One of the two suspects, Dzhokhar Tsarnaev, was captured on April 19. The other, his brother Tamerlan, was killed.
Three days later, Elizabeth Maddock Dillon found herself talking about Boston’s ordeal with a group of graduate students at Northeastern University, where she is a professor of English. She is also a co-director of the university’s NULab for Texts, Maps, and Networks, a recently created center for digital humanities and computational social science.
Although her students had not been physically harmed by the bombing, they all felt the shock of it. “One person had been woken up in the middle of the night by the car going by and one of the bombers throwing a bomb out the window,” Ms. Dillon says. “It was striking to me how much this event had affected people’s lives and how much everybody had a story they needed to tell in the aftermath of the event.”
The answer, Ms. Dillon decided then, was to find a way for anyone to share his or her story. She and her colleagues at the NULab created Our Marathon, an online community archive, and invited members of the public to contribute first-person accounts, photographs, and videos describing how the bombing had affected them. “No story is too small for Our Marathon,” the site says, in what could be a mantra.

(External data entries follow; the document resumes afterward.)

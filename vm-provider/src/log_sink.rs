//! Append-only progress log for one workspace.
//!
//! Every line goes to `tracing`; the host may additionally ask for a
//! per-workspace log file. Only progress lines are written here, never
//! request payloads or credentials.

use std::fs::{File, OpenOptions};
use std::io::Write;
use std::path::Path;
use std::sync::{Arc, Mutex};

use tracing::{info, warn};
use vm_core::error::Result;

#[derive(Debug)]
enum Sink {
    File(Mutex<File>),
    Memory(Arc<Mutex<Vec<String>>>),
}

#[derive(Debug)]
pub struct WorkspaceLog {
    workspace_id: String,
    sinks: Vec<Sink>,
}

impl WorkspaceLog {
    /// Log only through `tracing`.
    pub fn tracing_only(workspace_id: impl Into<String>) -> Self {
        Self {
            workspace_id: workspace_id.into(),
            sinks: Vec::new(),
        }
    }

    /// Also append to `path`, creating parent directories as needed.
    pub fn open(workspace_id: impl Into<String>, path: Option<&Path>) -> Result<Self> {
        let mut log = Self::tracing_only(workspace_id);
        if let Some(path) = path {
            if let Some(parent) = path.parent() {
                std::fs::create_dir_all(parent)?;
            }
            let file = OpenOptions::new().create(true).append(true).open(path)?;
            log.sinks.push(Sink::File(Mutex::new(file)));
        }
        Ok(log)
    }

    /// Keep lines in memory; the returned handle reads them back.
    pub fn in_memory(workspace_id: impl Into<String>) -> (Self, LogCapture) {
        let lines = Arc::new(Mutex::new(Vec::new()));
        let mut log = Self::tracing_only(workspace_id);
        log.sinks.push(Sink::Memory(Arc::clone(&lines)));
        (log, LogCapture { lines })
    }

    pub fn workspace_id(&self) -> &str {
        &self.workspace_id
    }

    pub fn line(&self, text: &str) {
        let text = text.trim_end();
        info!(workspace = %self.workspace_id, "{}", text);

        for sink in &self.sinks {
            match sink {
                Sink::File(file) => {
                    let Ok(mut file) = file.lock() else { continue };
                    if let Err(e) = writeln!(file, "{}", text) {
                        warn!("Failed to write workspace log: {}", e);
                    }
                }
                Sink::Memory(lines) => {
                    if let Ok(mut lines) = lines.lock() {
                        lines.push(text.to_string());
                    }
                }
            }
        }
    }
}

/// Read side of [`WorkspaceLog::in_memory`].
#[derive(Debug, Clone)]
pub struct LogCapture {
    lines: Arc<Mutex<Vec<String>>>,
}

impl LogCapture {
    pub fn lines(&self) -> Vec<String> {
        self.lines.lock().map(|l| l.clone()).unwrap_or_default()
    }

    pub fn contains(&self, needle: &str) -> bool {
        self.lines().iter().any(|l| l.contains(needle))
    }
}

The Boston effort is the latest in a series of digital community archives that have sprung up in the immediate wake of traumatic events. Prominent examples include the September 11 Digital Archive, devoted to the terrorist attacks of 2001, and the Hurricane Digital Memory Bank, created after Hurricanes Katrina and Rita, in 2005.
Like other digital, crowdsourced archives, Our Marathon faces challenges (which can also be seen as opportunities) that nondigital collections don’t have. It was set up to be a repository for born-digital, often evanescent material (social-media posts, for instance). It relies on people’s willingness to contribute their stories; a crowdsourced collecting project works only if the crowd participates. And its organizers want it to be not just a repository but a place where members of the community can find comfort and solidarity through storytelling—an impulse behind the creation of many digital memory-bank projects.

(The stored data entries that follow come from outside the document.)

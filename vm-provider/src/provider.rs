//! [`Provider`] implementation for guest VM workspaces.

use async_trait::async_trait;
use serde::Serialize;
use serde_json::json;
use tokio_util::sync::CancellationToken;
use tracing::{info, info_span, warn, Instrument};
use vm_config::{InitializeProviderRequest, ProviderConfig};
use vm_core::error::{Result, VmError};
use vm_messages::categories::WORKSPACE_OPS;
use vm_messages::{msg, MESSAGES};
use vm_ports::{PortProbe, TcpProbe};

use crate::connector::{DockerConnector, RuntimeConnector};
use crate::docker::ContainerRuntime;
use crate::log_sink::WorkspaceLog;
use crate::provisioner::{ContainerProvisioner, ProvisionContext, WorkspaceMetadata};
use crate::requirements::{self, RequirementStatus};
use crate::session::{OpenSshOpener, SessionOpener};
use crate::target::{target_config_manifest, TargetConfigManifest, TargetConnectionOptions, DEFAULT_SOCK_PATH};
use crate::workspace::{TargetConfig, TargetRequest, WorkspaceDescriptor, WorkspaceRequest};
use crate::Provider;

pub const PROVIDER_NAME: &str = "guest-vm-provider";

#[derive(Debug, Clone, PartialEq, Serialize)]
#[serde(rename_all = "camelCase")]
pub struct ProviderInfo {
    pub name: String,
    pub label: String,
    pub version: String,
    pub agentless_target: bool,
    pub target_config_manifest: TargetConfigManifest,
}

pub struct GuestVmProvider {
    config: Option<ProviderConfig>,
    connector: Box<dyn RuntimeConnector>,
    opener: Box<dyn SessionOpener>,
    probe: Box<dyn PortProbe>,
}

impl Default for GuestVmProvider {
    fn default() -> Self {
        Self {
            config: None,
            connector: Box::new(DockerConnector::default()),
            opener: Box::new(OpenSshOpener),
            probe: Box::new(TcpProbe),
        }
    }
}

impl GuestVmProvider {
    /// Provider for a configuration saved by an earlier `initialize`.
    pub fn from_config(config: ProviderConfig) -> Self {
        Self {
            config: Some(config),
            ..Self::default()
        }
    }

    /// Swap the runtime, session and port seams; used by tests and embedders.
    pub fn with_parts(
        config: Option<ProviderConfig>,
        connector: Box<dyn RuntimeConnector>,
        opener: Box<dyn SessionOpener>,
        probe: Box<dyn PortProbe>,
    ) -> Self {
        Self {
            config,
            connector,
            opener,
            probe,
        }
    }

    pub fn config(&self) -> Result<&ProviderConfig> {
        self.config.as_ref().ok_or_else(|| {
            VmError::Config("Provider is not initialized. Run 'vm-guest initialize' first.".into())
        })
    }

    fn workspace_log(&self, config: &ProviderConfig, workspace: &WorkspaceDescriptor) -> Result<WorkspaceLog> {
        WorkspaceLog::open(
            workspace.id.as_str(),
            config.workspace_log_path(&workspace.id).as_deref(),
        )
    }

    /// Open the workspace log and connect to the target's runtime.
    async fn connect(&self, workspace: &WorkspaceDescriptor, cancel: &CancellationToken) -> Result<Connected> {
        let config = self.config()?;
        let target = TargetConnectionOptions::parse(&workspace.target.target_config.options)?;
        let log = self.workspace_log(config, workspace)?;
        let runtime = self.connector.connect(&target, config, cancel).await?;
        Ok(Connected { runtime, target, log })
    }

    fn provisioner<'a>(
        &'a self,
        connected: &'a Connected,
        cancel: &'a CancellationToken,
    ) -> Result<ContainerProvisioner<'a>> {
        Ok(ContainerProvisioner::new(ProvisionContext {
            config: self.config()?,
            runtime: connected.runtime.as_ref(),
            opener: self.opener.as_ref(),
            probe: self.probe.as_ref(),
            target: &connected.target,
            log: &connected.log,
            cancel,
        }))
    }
}

/// What one workspace operation holds while it runs.
struct Connected {
    runtime: Box<dyn ContainerRuntime>,
    target: TargetConnectionOptions,
    log: WorkspaceLog,
}

/// Release the runtime connection on every exit path of an operation.
async fn disconnect(connected: Connected) {
    let Connected { mut runtime, .. } = connected;
    if let Err(e) = runtime.close().await {
        warn!("Failed to close the container runtime connection: {}", e);
    }
}

fn preset_local_target() -> TargetConfig {
    TargetConfig {
        name: "local".to_string(),
        options: format!("{{\n\t\"Sock Path\": \"{}\"\n}}", DEFAULT_SOCK_PATH),
    }
}

#[async_trait]
impl Provider for GuestVmProvider {
    async fn initialize(&mut self, request: InitializeProviderRequest) -> Result<()> {
        let config = ProviderConfig::from_request_with_overrides(&request)?;

        // Sockets forwarded by an earlier process are stale.
        if config.remote_sock_dir.exists() {
            std::fs::remove_dir_all(&config.remote_sock_dir)?;
        }
        std::fs::create_dir_all(&config.remote_sock_dir)?;

        info!("Provider initialized with base path {}", config.base_path.display());
        self.config = Some(config);
        Ok(())
    }

    fn info(&self) -> ProviderInfo {
        ProviderInfo {
            name: PROVIDER_NAME.to_string(),
            label: MESSAGES.provider.label.to_string(),
            version: env!("CARGO_PKG_VERSION").to_string(),
            agentless_target: false,
            target_config_manifest: target_config_manifest(),
        }
    }

    fn preset_target_configs(&self) -> Vec<TargetConfig> {
        vec![preset_local_target()]
    }

    async fn check_requirements(&self) -> Result<Vec<RequirementStatus>> {
        requirements::check_requirements().await
    }

    async fn create_target(&self, _request: &TargetRequest) -> Result<()> {
        Ok(())
    }

    async fn start_target(&self, _request: &TargetRequest) -> Result<()> {
        Ok(())
    }

    async fn stop_target(&self, _request: &TargetRequest) -> Result<()> {
        Ok(())
    }

    async fn destroy_target(&self, _request: &TargetRequest) -> Result<()> {
        Ok(())
    }

    async fn create_workspace(&self, request: &WorkspaceRequest, cancel: &CancellationToken) -> Result<()> {
        let workspace = &request.workspace;
        let span = info_span!("create_workspace", workspace = %workspace.id);
        async {
            info!("{}", msg!(WORKSPACE_OPS.create.starting, name = workspace.display_name()));
            let connected = self.connect(workspace, cancel).await?;
            let result = async {
                self.provisioner(&connected, cancel)?
                    .create_workspace(request)
                    .await
            }
            .await;
            disconnect(connected).await;
            result?;
            info!("{}", msg!(WORKSPACE_OPS.create.success, name = workspace.display_name()));
            Ok::<(), VmError>(())
        }
        .instrument(span)
        .await
    }

    async fn start_workspace(&self, request: &WorkspaceRequest, cancel: &CancellationToken) -> Result<()> {
        let workspace = &request.workspace;
        let span = info_span!("start_workspace", workspace = %workspace.id);
        async {
            info!("{}", msg!(WORKSPACE_OPS.start.starting, name = workspace.display_name()));
            let connected = self.connect(workspace, cancel).await?;
            let result = async {
                self.provisioner(&connected, cancel)?
                    .start_workspace(workspace)
                    .await
            }
            .await;
            disconnect(connected).await;
            result?;
            info!("{}", msg!(WORKSPACE_OPS.start.success, name = workspace.display_name()));
            Ok::<(), VmError>(())
        }
        .instrument(span)
        .await
    }

    async fn stop_workspace(&self, request: &WorkspaceRequest, cancel: &CancellationToken) -> Result<()> {
        let workspace = &request.workspace;
        let span = info_span!("stop_workspace", workspace = %workspace.id);
        async {
            info!("{}", msg!(WORKSPACE_OPS.stop.starting, name = workspace.display_name()));
            let connected = self.connect(workspace, cancel).await?;
            let result = async {
                self.provisioner(&connected, cancel)?
                    .stop_workspace(workspace)
                    .await
            }
            .await;
            disconnect(connected).await;
            result?;
            info!("{}", msg!(WORKSPACE_OPS.stop.success, name = workspace.display_name()));
            Ok::<(), VmError>(())
        }
        .instrument(span)
        .await
    }

    async fn destroy_workspace(&self, request: &WorkspaceRequest, cancel: &CancellationToken) -> Result<()> {
        let workspace = &request.workspace;
        let span = info_span!("destroy_workspace", workspace = %workspace.id);
        async {
            info!("{}", msg!(WORKSPACE_OPS.destroy.starting, name = workspace.display_name()));
            let connected = self.connect(workspace, cancel).await?;
            let result = async {
                self.provisioner(&connected, cancel)?
                    .destroy_workspace(workspace)
                    .await
            }
            .await;
            disconnect(connected).await;
            result?;
            info!("{}", msg!(WORKSPACE_OPS.destroy.success, name = workspace.display_name()));
            Ok::<(), VmError>(())
        }
        .instrument(span)
        .await
    }

    async fn target_metadata(&self, request: &TargetRequest) -> Result<String> {
        let target = TargetConnectionOptions::parse(&request.target.target_config.options)?;
        let metadata = json!({
            "targetId": request.target.id,
            "local": target.is_local(),
            "host": target.ui_host(),
            "sockPath": target.sock_path(),
        });
        Ok(serde_json::to_string(&metadata)?)
    }

    async fn workspace_metadata(&self, request: &WorkspaceRequest, cancel: &CancellationToken) -> Result<String> {
        let connected = self.connect(&request.workspace, cancel).await?;
        let result = async {
            self.provisioner(&connected, cancel)?
                .metadata(&request.workspace)
                .await
        }
        .await;
        disconnect(connected).await;
        let metadata: WorkspaceMetadata = result?;
        Ok(serde_json::to_string(&metadata)?)
    }
}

The organizers also hope that Our Marathon will serve as a resource for researchers, filling in gaps left by news-media coverage. During and after the April 15 bombing, TV and newspaper reports focused on the big stories: the suspects, the dead and injured, the responders.
“The event itself touched so many people in so many ways, and those people’s stories don’t show up in the news,” Ms. Dillon says. “The transportation structure was completely closed down; people were under the shelter-in-place order. It had huge effects, even for people who weren’t injured or didn’t know somebody who was injured.”
Moments after the bombs went off, the news began to spread online, and reactions began to flood social-media channels. The Our Marathon team started setting up a collection site soon after Ms. Dillon had the idea.
“Archiving real time is a challenge, but it’s something we felt was necessary in this case,” says the project manager, Ryan Cordell, an assistant professor of English at Northeastern.
Quickness Is Crucial
They realized that they had to act quickly; the site went live on May 16. Born-digital content, especially the kind people create on the fly via social media, can easily get lost if it’s not captured early. Memories are also fleeting, and while some of the injured will suffer physical and emotional effects for years, others’ experiences fade. Six months later, “we’re starting to get to a point where the general public is starting to move on,” Mr. Cordell says.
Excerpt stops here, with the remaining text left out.